#### Task
Output every entry exactly as given.

[Stored data]
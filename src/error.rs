//! Error types used by the queues.
//!
//! [`QueueError`] covers failures raised by the queue itself, never by the work
//! it runs. Errors produced by a work item's own logic are passed through
//! verbatim by [`SerialQueue::try_submit_and_await`](crate::SerialQueue::try_submit_and_await),
//! as long as the caller's error type can absorb a [`QueueError`] (`From<QueueError>`).
//!
//! The enum provides helper methods (`as_label`, `as_message`) for logging/metrics.

use std::any::Any;

use thiserror::Error;

/// # Errors produced by a queue.
///
/// - `NotRunning` is returned synchronously to the call that violated a state precondition.
/// - `Canceled` and `Panicked` are delivered to the one caller awaiting the affected item.
///
/// None of them ever stops the consumer loop.
#[non_exhaustive]
#[derive(Error, Debug, Clone, PartialEq, Eq)]
pub enum QueueError {
    /// The queue is stopping or stopped and does not accept new work.
    #[error("queue is not running")]
    NotRunning,

    /// The work item was dropped before it could deliver a result, or the work
    /// observed its cancellation token and gave up.
    #[error("queue canceled")]
    Canceled,

    /// The work item panicked; the panic was caught at the runner boundary.
    #[error("work item panicked: {info}")]
    Panicked {
        /// Panic payload rendered as text.
        info: String,
    },
}

impl QueueError {
    /// Returns a short stable label (snake_case) for use in logs/metrics.
    ///
    /// # Example
    /// ```
    /// use taskserial::QueueError;
    ///
    /// assert_eq!(QueueError::NotRunning.as_label(), "queue_not_running");
    /// ```
    pub fn as_label(&self) -> &'static str {
        match self {
            QueueError::NotRunning => "queue_not_running",
            QueueError::Canceled => "queue_canceled",
            QueueError::Panicked { .. } => "work_panicked",
        }
    }

    /// Returns a human-readable message with details about the error.
    pub fn as_message(&self) -> String {
        match self {
            QueueError::NotRunning => "queue is stopping or stopped".to_string(),
            QueueError::Canceled => "work item canceled".to_string(),
            QueueError::Panicked { info } => format!("panic: {info}"),
        }
    }

    /// Builds a [`QueueError::Panicked`] from a caught panic payload.
    pub(crate) fn from_panic(payload: Box<dyn Any + Send>) -> Self {
        let info = if let Some(msg) = payload.downcast_ref::<&'static str>() {
            (*msg).to_string()
        } else if let Some(msg) = payload.downcast_ref::<String>() {
            msg.clone()
        } else {
            "unknown panic".to_string()
        };
        QueueError::Panicked { info }
    }
}

#[cfg(test)]
mod tests {
    use super::*;

    #[test]
    fn test_labels_are_stable() {
        assert_eq!(QueueError::NotRunning.as_label(), "queue_not_running");
        assert_eq!(QueueError::Canceled.as_label(), "queue_canceled");
        assert_eq!(
            QueueError::Panicked { info: "x".into() }.as_label(),
            "work_panicked"
        );
    }

    #[test]
    fn test_panic_payload_str() {
        let err = QueueError::from_panic(Box::new("boom"));
        assert_eq!(err, QueueError::Panicked { info: "boom".into() });
    }

    #[test]
    fn test_panic_payload_string() {
        let err = QueueError::from_panic(Box::new(String::from("kaput")));
        assert_eq!(err.as_message(), "panic: kaput");
    }

    #[test]
    fn test_panic_payload_unknown() {
        let err = QueueError::from_panic(Box::new(42_u8));
        assert_eq!(err.to_string(), "work item panicked: unknown panic");
    }
}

#### Answer to this exercise
filename src/error.rs
//! Error types used by the queues.
//!
//! [`QueueError`] covers failures raised by the queue itself, never by the work
//! it runs. Errors produced by a work item's own logic are passed through
//! verbatim by [`SerialQueue::try_submit_and_await`](crate::SerialQueue::try_submit_and_await),
//! as long as the caller's error type can absorb a [`QueueError`] (`From<QueueError>`).
//!
//! The enum provides helper methods (`as_label`, `as_message`) for logging/metrics.

use std::any::Any;

use thiserror::Error;

/// # Errors produced by a queue.
///
/// - `NotRunning` is returned synchronously to the call that violated a state precondition.
/// - `Canceled` and `Panicked` are delivered to the one caller awaiting the affected item.
///
/// None of them ever stops the consumer loop.
#[non_exhaustive]
#[derive(Error, Debug, Clone, PartialEq, Eq)]
pub enum QueueError {
    /// The queue is stopping or stopped and does not accept new work.
    #[error("queue is not running")]
    NotRunning,

    /// The work item was dropped before it could deliver a result, or the work
    /// observed its cancellation token and gave up.
    #[error("queue canceled")]
    Canceled,

    /// The work item panicked; the panic was caught at the runner boundary.
    #[error("work item panicked: {info}")]
    Panicked {
        /// Panic payload rendered as text.
        info: String,
    },
}

impl QueueError {
    /// Returns a short stable label (snake_case) for use in logs/metrics.
    ///
    /// # Example
    /// ```
    /// use taskserial::QueueError;
    ///
    /// assert_eq!(QueueError::NotRunning.as_label(), "queue_not_running");
    /// ```
    pub fn as_label(&self) -> &'static str {
        match self {
            QueueError::NotRunning => "queue_not_running",
            QueueError::Canceled => "queue_canceled",
            QueueError::Panicked { .. } => "work_panicked",
        }
    }

    /// Returns a human-readable message with details about the error.
    pub fn as_message(&self) -> String {
        match self {
            QueueError::NotRunning => "queue is stopping or stopped".to_string(),
            QueueError::Canceled => "work item canceled".to_string(),
            QueueError::Panicked { info } => format!("panic: {info}"),
        }
    }

    /// Builds a [`QueueError::Panicked`] from a caught panic payload.
    pub(crate) fn from_panic(payload: Box<dyn Any + Send>) -> Self {
        let info = if let Some(msg) = payload.downcast_ref::<&'static str>() {
            (*msg).to_string()
        } else if let Some(msg) = payload.downcast_ref::<String>() {
            msg.clone()
        } else {
            "unknown panic".to_string()
        };
        QueueError::Panicked { info }
    }
}

#[cfg(test)]
mod tests {
    use super::*;

    #[test]
    fn test_labels_are_stable() {
        assert_eq!(QueueError::NotRunning.as_label(), "queue_not_running");
        assert_eq!(QueueError::Canceled.as_label(), "queue_canceled");
        assert_eq!(
            QueueError::Panicked { info: "x".into() }.as_label(),
            "work_panicked"
        );
    }

    #[test]
    fn test_panic_payload_str() {
        let err = QueueError::from_panic(Box::new("boom"));
        assert_eq!(err, QueueError::Panicked { info: "boom".into() });
    }

    #[test]
    fn test_panic_payload_string() {
        let err = QueueError::from_panic(Box::new(String::from("kaput")));
        assert_eq!(err.as_message(), "panic: kaput");
    }

    #[test]
    fn test_panic_payload_unknown() {
        let err = QueueError::from_panic(Box::new(42_u8));
        assert_eq!(err.to_string(), "work item panicked: unknown panic");
    }
}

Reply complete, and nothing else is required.